FF-Hero-StudentStory-768x512-Jan

Horses help Jan heal

When Jan walks through our barn doors each week, she takes a deep breath and smiles as she greets everyone, including her four-legged friends, with a warm hug. She forgets about everything else going on in her life and takes time to just be with the horses and the supportive community of veterans, volunteers and staff at Fieldstone Farm.

“I call it horse time,” says Jan, a retired U.S. Army Sergeant, laughing. Meeting her for the first time it isn’t obvious the toll that her military service has had on her life.

“The military changes you and anyone who says it doesn’t, is in denial,” she says. “Everyone wants you to be normal, but you are not.”

Jan enlisted at age 21, as uncles and aunts had done before her, to escape her small mill town in southwest Virginia. She served for 27 years, with three wartime deployments including the Gulf and Iraq (twice).

She is proud of her service but the sounds and sights of combat still haunt her. She was exposed to nightly pops of artillery, pulsating whirls of helicopters overhead, and violent injury and death while overseas.

“I thought I was okay, blocking out some of it, but I wasn’t,” she says.

Jan started in our equine therapy class just about a year ago. She had grown up around horses and was eager to meet our herd, and see how equine therapy might further her healing. Now Jan comes to the farm every Tuesday morning before heading to her job at the Veterans Administration.

“Fieldstone is another world,” she says explaining that she doesn’t think about work, appointments or anything else while at the farm, just the horses.

Grooming helps her to relax and destress. She smiles as she scratches a spot on Smoke’s belly and he stretches out his head and his lips begin to quiver with pleasure. “I found the spot,” she says with a gentle laugh.

“Horses ask us to slow down, be in the moment and focus on our feelings,” says Marian, a social worker, who works with our veterans at the farm. When you groom a horse and it tosses its head for example, Marian will ask the veteran to think about why the horse may be acting this way. Often the veteran will realize they may be feeling anxious and as they slow down, breathe, and focus on brushing the horse, both the horse and the veteran settle, relax and begin to enjoy their time with one another.

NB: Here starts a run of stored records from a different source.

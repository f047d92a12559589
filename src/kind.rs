// Copyright 2014-2016 bluss and ndarray developers.
//
// Licensed under the Apache License, Version 2.0 <LICENSE-APACHE or
// http://www.apache.org/licenses/LICENSE-2.0> or the MIT license
// <LICENSE-MIT or http://opensource.org/licenses/MIT>, at your
// option. This file may not be copied, modified, or distributed
// except according to those terms.

//! The closed set of storable scalar kinds and the casting rules
//! between them.
//!
//! Every [`ArrayStore`](crate::ArrayStore) carries exactly one
//! [`ScalarKind`] tag. Typed views read and write through the
//! [`Scalar`] trait, which routes conversions through the [`Sample`]
//! value so that integer precision survives integer-to-integer casts.

use num_complex::{Complex32, Complex64};
use num_traits::AsPrimitive;

use crate::error::Error;
use crate::private::{seal, Sealed};

/// Tag identifying the element type stored in an array buffer.
#[derive(Copy, Clone, Debug, PartialEq, Eq, Hash)]
pub enum ScalarKind
{
    UInt8,
    Int8,
    UInt16,
    Int16,
    UInt32,
    Int32,
    UInt64,
    Int64,
    Float32,
    Float64,
    /// Recognized for interchange, but not representable on this
    /// platform; allocation requests are rejected.
    Float128,
    Complex64,
    Complex128,
    /// Recognized for interchange, but not representable on this
    /// platform; allocation requests are rejected.
    Complex256,
    Rgb24,
    Rgba32,
}

impl ScalarKind
{
    /// All kinds, in tag order.
    pub const ALL: [ScalarKind; 16] = [
        ScalarKind::UInt8,
        ScalarKind::Int8,
        ScalarKind::UInt16,
        ScalarKind::Int16,
        ScalarKind::UInt32,
        ScalarKind::Int32,
        ScalarKind::UInt64,
        ScalarKind::Int64,
        ScalarKind::Float32,
        ScalarKind::Float64,
        ScalarKind::Float128,
        ScalarKind::Complex64,
        ScalarKind::Complex128,
        ScalarKind::Complex256,
        ScalarKind::Rgb24,
        ScalarKind::Rgba32,
    ];

    /// Size of one element in bytes.
    pub fn size_of(self) -> usize
    {
        match self {
            ScalarKind::UInt8 | ScalarKind::Int8 => 1,
            ScalarKind::UInt16 | ScalarKind::Int16 => 2,
            ScalarKind::UInt32 | ScalarKind::Int32 | ScalarKind::Float32 => 4,
            ScalarKind::UInt64 | ScalarKind::Int64 | ScalarKind::Float64 => 8,
            ScalarKind::Float128 => 16,
            ScalarKind::Complex64 => 8,
            ScalarKind::Complex128 => 16,
            ScalarKind::Complex256 => 32,
            ScalarKind::Rgb24 => 3,
            ScalarKind::Rgba32 => 4,
        }
    }

    /// Whether values of this kind can be stored and accessed on this
    /// platform.
    pub fn representable(self) -> bool
    {
        !matches!(self, ScalarKind::Float128 | ScalarKind::Complex256)
    }

    pub fn is_complex(self) -> bool
    {
        matches!(self, ScalarKind::Complex64 | ScalarKind::Complex128 | ScalarKind::Complex256)
    }

    pub fn is_integer(self) -> bool
    {
        matches!(
            self,
            ScalarKind::UInt8
                | ScalarKind::Int8
                | ScalarKind::UInt16
                | ScalarKind::Int16
                | ScalarKind::UInt32
                | ScalarKind::Int32
                | ScalarKind::UInt64
                | ScalarKind::Int64
        )
    }

    pub(crate) fn check_representable(self) -> Result<(), Error>
    {
        if self.representable() {
            Ok(())
        } else {
            Err(Error::invalid_argument(format!("scalar kind {:?} is not representable", self)))
        }
    }
}

/// A 24-bit RGB pixel.
#[repr(transparent)]
#[derive(Copy, Clone, Debug, Default, PartialEq, Eq)]
pub struct Rgb(pub [u8; 3]);

/// A 32-bit RGBA pixel.
#[repr(transparent)]
#[derive(Copy, Clone, Debug, Default, PartialEq, Eq)]
pub struct Rgba(pub [u8; 4]);

/// A single element value in transit between two scalar kinds.
///
/// Conversions are lossless within a class (ints stay `i64`/`u64`,
/// never bounced through `f64`) and follow fixed rules across classes:
/// real to integer truncates toward zero, complex to real keeps the
/// real part, color to scalar reads the channel mean and scalar to
/// color writes the clamped value into every channel.
#[derive(Copy, Clone, Debug, PartialEq)]
pub enum Sample
{
    Int(i64),
    UInt(u64),
    Real(f64),
    Complex(Complex64),
    Color([u8; 4]),
}

impl Sample
{
    pub fn as_f64(self) -> f64
    {
        match self {
            Sample::Int(v) => v as f64,
            Sample::UInt(v) => v as f64,
            Sample::Real(v) => v,
            Sample::Complex(c) => c.re,
            Sample::Color(c) => (c[0] as f64 + c[1] as f64 + c[2] as f64) / 3.,
        }
    }

    pub fn as_i64(self) -> i64
    {
        match self {
            Sample::Int(v) => v,
            Sample::UInt(v) => v as i64,
            // `as` truncates toward zero and saturates at the limits
            Sample::Real(v) => v as i64,
            Sample::Complex(c) => c.re as i64,
            Sample::Color(_) => self.as_f64() as i64,
        }
    }

    pub fn as_u64(self) -> u64
    {
        match self {
            Sample::Int(v) => v as u64,
            Sample::UInt(v) => v,
            Sample::Real(v) => v as u64,
            Sample::Complex(c) => c.re as u64,
            Sample::Color(_) => self.as_f64() as u64,
        }
    }

    pub fn as_c64(self) -> Complex64
    {
        match self {
            Sample::Complex(c) => c,
            other => Complex64::new(other.as_f64(), 0.),
        }
    }

    pub fn as_color(self) -> [u8; 4]
    {
        match self {
            Sample::Color(c) => c,
            other => {
                let v = other.as_f64().clamp(0., 255.) as u8;
                [v, v, v, 255]
            }
        }
    }
}

/// An element type that can live in an array buffer or serve as the
/// value type of a typed view. Sealed: the cast matrix is closed.
pub trait Scalar: Copy + PartialEq + Send + Sync + 'static + Sealed
{
    const KIND: ScalarKind;

    fn into_sample(self) -> Sample;
    fn from_sample(s: Sample) -> Self;
}

seal!(u8, i8, u16, i16, u32, i32, u64, i64, f32, f64, Complex32, Complex64, Rgb, Rgba);

macro_rules! int_scalar {
    ($($t:ty => $kind:ident, $variant:ident;)*) => {
        $(
        impl Scalar for $t
        {
            const KIND: ScalarKind = ScalarKind::$kind;

            #[inline]
            fn into_sample(self) -> Sample
            {
                Sample::$variant(self as _)
            }

            /// Integer sources convert with `as` semantics; real
            /// sources truncate toward zero and saturate at the type
            /// limits.
            #[inline]
            fn from_sample(s: Sample) -> Self
            {
                match s {
                    Sample::Int(v) => v.as_(),
                    Sample::UInt(v) => v.as_(),
                    Sample::Real(v) => v.as_(),
                    Sample::Complex(c) => c.re.as_(),
                    Sample::Color(_) => s.as_f64().as_(),
                }
            }
        }
        )*
    };
}

int_scalar! {
    u8  => UInt8,  UInt;
    u16 => UInt16, UInt;
    u32 => UInt32, UInt;
    u64 => UInt64, UInt;
    i8  => Int8,   Int;
    i16 => Int16,  Int;
    i32 => Int32,  Int;
    i64 => Int64,  Int;
}

impl Scalar for f32
{
    const KIND: ScalarKind = ScalarKind::Float32;

    #[inline]
    fn into_sample(self) -> Sample
    {
        Sample::Real(self as f64)
    }

    #[inline]
    fn from_sample(s: Sample) -> Self
    {
        s.as_f64() as f32
    }
}

impl Scalar for f64
{
    const KIND: ScalarKind = ScalarKind::Float64;

    #[inline]
    fn into_sample(self) -> Sample
    {
        Sample::Real(self)
    }

    #[inline]
    fn from_sample(s: Sample) -> Self
    {
        s.as_f64()
    }
}

impl Scalar for Complex32
{
    const KIND: ScalarKind = ScalarKind::Complex64;

    #[inline]
    fn into_sample(self) -> Sample
    {
        Sample::Complex(Complex64::new(self.re as f64, self.im as f64))
    }

    #[inline]
    fn from_sample(s: Sample) -> Self
    {
        let c = s.as_c64();
        Complex32::new(c.re as f32, c.im as f32)
    }
}

impl Scalar for Complex64
{
    const KIND: ScalarKind = ScalarKind::Complex128;

    #[inline]
    fn into_sample(self) -> Sample
    {
        Sample::Complex(self)
    }

    #[inline]
    fn from_sample(s: Sample) -> Self
    {
        s.as_c64()
    }
}

impl Scalar for Rgb
{
    const KIND: ScalarKind = ScalarKind::Rgb24;

    #[inline]
    fn into_sample(self) -> Sample
    {
        Sample::Color([self.0[0], self.0[1], self.0[2], 255])
    }

    #[inline]
    fn from_sample(s: Sample) -> Self
    {
        let c = s.as_color();
        Rgb([c[0], c[1], c[2]])
    }
}

impl Scalar for Rgba
{
    const KIND: ScalarKind = ScalarKind::Rgba32;

    #[inline]
    fn into_sample(self) -> Sample
    {
        Sample::Color(self.0)
    }

    #[inline]
    fn from_sample(s: Sample) -> Self
    {
        Rgba(s.as_color())
    }
}

#[cfg(test)]
mod tests
{
    use super::*;

    #[test]
    fn sizes()
    {
        assert_eq!(ScalarKind::UInt8.size_of(), 1);
        assert_eq!(ScalarKind::Complex128.size_of(), 16);
        assert_eq!(ScalarKind::Rgb24.size_of(), 3);
        assert_eq!(ScalarKind::Float128.size_of(), 16);
        for k in ScalarKind::ALL {
            assert!(k.size_of() >= 1);
        }
    }

    #[test]
    fn unrepresentable_kinds()
    {
        assert!(!ScalarKind::Float128.representable());
        assert!(!ScalarKind::Complex256.representable());
        assert!(ScalarKind::Float64.representable());
    }

    #[test]
    fn int_precision_survives()
    {
        let big: i64 = (1 << 60) + 3;
        assert_eq!(i64::from_sample(big.into_sample()), big);
        let ubig: u64 = u64::MAX - 7;
        assert_eq!(u64::from_sample(ubig.into_sample()), ubig);
    }

    #[test]
    fn real_to_int_truncates_toward_zero()
    {
        assert_eq!(i32::from_sample(Sample::Real(2.9)), 2);
        assert_eq!(i32::from_sample(Sample::Real(-2.9)), -2);
        assert_eq!(u8::from_sample(Sample::Real(-1.5)), 0);
    }

    #[test]
    fn complex_to_real_takes_real_part()
    {
        let c = Complex64::new(3.25, -8.5);
        assert_eq!(f64::from_sample(Sample::Complex(c)), 3.25);
        assert_eq!(i16::from_sample(Sample::Complex(c)), 3);
    }

    #[test]
    fn color_casts_are_componentwise()
    {
        let g = Rgb::from_sample(Sample::Real(300.0));
        assert_eq!(g, Rgb([255, 255, 255]));
        let v = f64::from_sample(Rgb([10, 20, 30]).into_sample());
        assert_eq!(v, 20.);
        let a = Rgba::from_sample(Rgba([1, 2, 3, 4]).into_sample());
        assert_eq!(a, Rgba([1, 2, 3, 4]));
    }
}
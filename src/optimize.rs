// Copyright 2014-2016 bluss and ndarray developers.
//
// Licensed under the Apache License, Version 2.0 <LICENSE-APACHE or
// http://www.apache.org/licenses/LICENSE-2.0> or the MIT license
// <LICENSE-MIT or http://opensource.org/licenses/MIT>, at your
// option. This file may not be copied, modified, or distributed
// except according to those terms.

//! Limited-memory BFGS over a [`Metric`].
//!
//! The optimizer performs no I/O and never raises on non-convergence:
//! every run ends with a [`StopReason`]. Cancellation is cooperative,
//! by setting `max_iters` to zero between runs.

use std::collections::VecDeque;

use log::debug;
use nalgebra::DVector;

use crate::error::Error;
use crate::metric::Metric;

/// Why the optimizer stopped.
#[derive(Copy, Clone, Debug, PartialEq, Eq)]
pub enum StopReason
{
    /// step length fell below `stop_x`
    XDiff,
    /// gradient norm fell below `stop_g`
    GradNorm,
    /// value change fell below `stop_f`
    FDiff,
    /// value fell below `stop_f_under`
    FUnder,
    /// iteration budget exhausted
    MaxIters,
    /// no descent step could be found
    LineSearchFailed,
}

impl StopReason
{
    /// Whether the stop indicates convergence rather than exhaustion.
    pub fn converged(self) -> bool
    {
        matches!(self, StopReason::XDiff | StopReason::GradNorm | StopReason::FDiff | StopReason::FUnder)
    }
}

/// L-BFGS with backtracking Armijo line search.
#[derive(Clone, Debug)]
pub struct Lbfgs
{
    /// curvature-pair history length
    pub history: usize,
    /// stop when the step norm falls below this
    pub stop_x: f64,
    /// stop when the gradient norm falls below this
    pub stop_g: f64,
    /// stop when the value improvement falls below this
    pub stop_f: f64,
    /// optional hard lower bound on the value
    pub stop_f_under: Option<f64>,
    pub max_iters: usize,
}

impl Default for Lbfgs
{
    fn default() -> Self
    {
        Lbfgs {
            history: 6,
            stop_x: 1e-9,
            stop_g: 1e-7,
            stop_f: 1e-10,
            stop_f_under: None,
            max_iters: 200,
        }
    }
}

impl Lbfgs
{
    /// Minimize `metric` starting from `x`, updating it in place.
    pub fn minimize(&self, metric: &mut dyn Metric, x: &mut DVector<f64>) -> Result<StopReason, Error>
    {
        let n = x.len();
        if n != metric.n_params() {
            return Err(Error::invalid_argument("parameter vector length does not match metric"));
        }
        if self.max_iters == 0 {
            return Ok(StopReason::MaxIters);
        }

        let mut g = DVector::zeros(n);
        let mut f = metric.value_grad(x, &mut g)?;
        // (s, y, 1/s'y) pairs, most recent in back
        let mut pairs: VecDeque<(DVector<f64>, DVector<f64>, f64)> = VecDeque::new();

        for iter in 0..self.max_iters {
            if let Some(bound) = self.stop_f_under {
                if f < bound {
                    return Ok(StopReason::FUnder);
                }
            }
            let gnorm = g.norm();
            if gnorm < self.stop_g {
                return Ok(StopReason::GradNorm);
            }

            let dir = two_loop(&pairs, &g);

            // descent check; fall back to steepest descent otherwise
            let mut dir = dir;
            if dir.dot(&g) >= 0. {
                pairs.clear();
                dir = -&g;
            }

            // backtracking Armijo search
            let dg = dir.dot(&g);
            let mut alpha = 1.0f64;
            let c1 = 1e-4;
            let mut moved = false;
            let mut f_new = f;
            let mut x_new = x.clone();
            for _ in 0..32 {
                x_new = &*x + &dir * alpha;
                match metric.value(&x_new) {
                    Ok(v) if v.is_finite() && v <= f + c1 * alpha * dg => {
                        f_new = v;
                        moved = true;
                        break;
                    }
                    // NaN in the accumulation reads as "no move here"
                    Ok(_) | Err(_) => alpha *= 0.5,
                }
            }
            if !moved {
                if pairs.is_empty() {
                    return Ok(StopReason::LineSearchFailed);
                }
                // stale curvature: restart from steepest descent
                pairs.clear();
                continue;
            }

            let step = &x_new - &*x;
            let mut g_new = DVector::zeros(n);
            let f_checked = metric.value_grad(&x_new, &mut g_new)?;
            debug!(
                "lbfgs iter {}: f {} -> {} (step {:.3e}, |g| {:.3e})",
                iter,
                f,
                f_checked,
                step.norm(),
                g_new.norm()
            );

            let y = &g_new - &g;
            let sy = step.dot(&y);
            if sy > 1e-12 {
                if pairs.len() == self.history {
                    pairs.pop_front();
                }
                pairs.push_back((step.clone(), y, 1. / sy));
            }

            let df = (f - f_new).abs();
            let dx = step.norm();
            *x = x_new;
            f = f_new;
            g = g_new;

            if dx < self.stop_x {
                return Ok(StopReason::XDiff);
            }
            if df < self.stop_f {
                return Ok(StopReason::FDiff);
            }
        }
        Ok(StopReason::MaxIters)
    }
}

fn two_loop(pairs: &VecDeque<(DVector<f64>, DVector<f64>, f64)>, g: &DVector<f64>) -> DVector<f64>
{
    let mut q = g.clone();
    let mut alphas = Vec::with_capacity(pairs.len());
    for (s, y, rho) in pairs.iter().rev() {
        let a = rho * s.dot(&q);
        q.axpy(-a, y, 1.);
        alphas.push(a);
    }
    // initial Hessian scaling from the most recent pair
    if let Some((s, y, _)) = pairs.back() {
        let gamma = s.dot(y) / y.dot(y);
        q *= gamma;
    }
    for ((s, y, rho), a) in pairs.iter().zip(alphas.into_iter().rev()) {
        let b = rho * y.dot(&q);
        q.axpy(a - b, s, 1.);
    }
    -q
}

Jan has also worked with our horses in our round pen, where the horse is “at liberty” with no reins or halter and is allowed to freely move about. During a recent session, Jan used her body language to encourage the horse to walk alongside her. Slowly the horse got the idea and headed her way. Together they moved in step along the fence line. The connection made her feel empowered. After a few laps she walked to the center of the round pen, the horse followed her and then “joined up,” resting his head on her shoulder. This experience of being in partnership with a horse was thrilling. Jan gave the horse a kiss and grinned with satisfaction at the bond they had formed.

“When you get a horse to respond, like when it puts its head on your shoulder or you breathe in-sync together, the connection feels so good you just want to experience that over and over again,” says Marian, explaining that these experiences can carry over into other aspects of people’s lives. Just remembering that same feeling during an anxious moment in the day can completely help you reset.